Content starts
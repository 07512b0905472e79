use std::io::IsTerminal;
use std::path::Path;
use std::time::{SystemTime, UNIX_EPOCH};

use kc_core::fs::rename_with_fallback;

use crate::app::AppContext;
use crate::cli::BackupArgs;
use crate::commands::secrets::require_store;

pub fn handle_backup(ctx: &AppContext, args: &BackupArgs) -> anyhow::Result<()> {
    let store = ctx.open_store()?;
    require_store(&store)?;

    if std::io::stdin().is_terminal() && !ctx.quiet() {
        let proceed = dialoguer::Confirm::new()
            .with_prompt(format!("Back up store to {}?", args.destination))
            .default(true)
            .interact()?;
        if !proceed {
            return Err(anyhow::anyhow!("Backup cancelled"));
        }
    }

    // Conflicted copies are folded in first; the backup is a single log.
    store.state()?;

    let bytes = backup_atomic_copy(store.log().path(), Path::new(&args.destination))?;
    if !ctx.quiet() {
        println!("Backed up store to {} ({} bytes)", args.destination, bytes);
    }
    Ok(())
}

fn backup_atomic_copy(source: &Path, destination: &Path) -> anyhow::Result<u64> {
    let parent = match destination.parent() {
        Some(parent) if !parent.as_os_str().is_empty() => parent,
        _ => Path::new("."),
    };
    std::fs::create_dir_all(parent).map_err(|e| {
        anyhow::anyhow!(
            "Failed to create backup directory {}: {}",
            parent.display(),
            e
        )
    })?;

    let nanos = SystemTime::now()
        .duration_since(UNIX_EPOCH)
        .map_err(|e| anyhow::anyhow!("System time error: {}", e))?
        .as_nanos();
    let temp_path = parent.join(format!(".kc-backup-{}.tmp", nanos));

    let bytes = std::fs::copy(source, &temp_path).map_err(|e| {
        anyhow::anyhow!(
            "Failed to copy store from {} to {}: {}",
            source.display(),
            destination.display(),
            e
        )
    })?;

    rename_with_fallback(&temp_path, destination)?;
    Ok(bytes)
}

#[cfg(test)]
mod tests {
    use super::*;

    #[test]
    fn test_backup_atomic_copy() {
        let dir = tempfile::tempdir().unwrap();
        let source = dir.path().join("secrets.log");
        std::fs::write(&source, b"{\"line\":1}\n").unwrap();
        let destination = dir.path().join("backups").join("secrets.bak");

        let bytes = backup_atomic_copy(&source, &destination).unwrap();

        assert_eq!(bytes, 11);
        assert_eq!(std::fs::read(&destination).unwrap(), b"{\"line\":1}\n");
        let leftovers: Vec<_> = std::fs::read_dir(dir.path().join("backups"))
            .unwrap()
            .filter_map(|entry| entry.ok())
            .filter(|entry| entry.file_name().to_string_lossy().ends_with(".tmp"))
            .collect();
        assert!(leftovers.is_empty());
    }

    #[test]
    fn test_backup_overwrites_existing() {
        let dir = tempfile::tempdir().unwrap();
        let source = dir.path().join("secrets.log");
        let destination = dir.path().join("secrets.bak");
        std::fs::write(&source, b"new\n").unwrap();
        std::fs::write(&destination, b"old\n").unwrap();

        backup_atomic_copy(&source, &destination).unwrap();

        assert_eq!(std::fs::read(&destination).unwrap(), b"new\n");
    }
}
Content ends
List each line in the listing that contains the string "quiet".

# Result for this task:
    if std::io::stdin().is_terminal() && !ctx.quiet() {
    if !ctx.quiet() {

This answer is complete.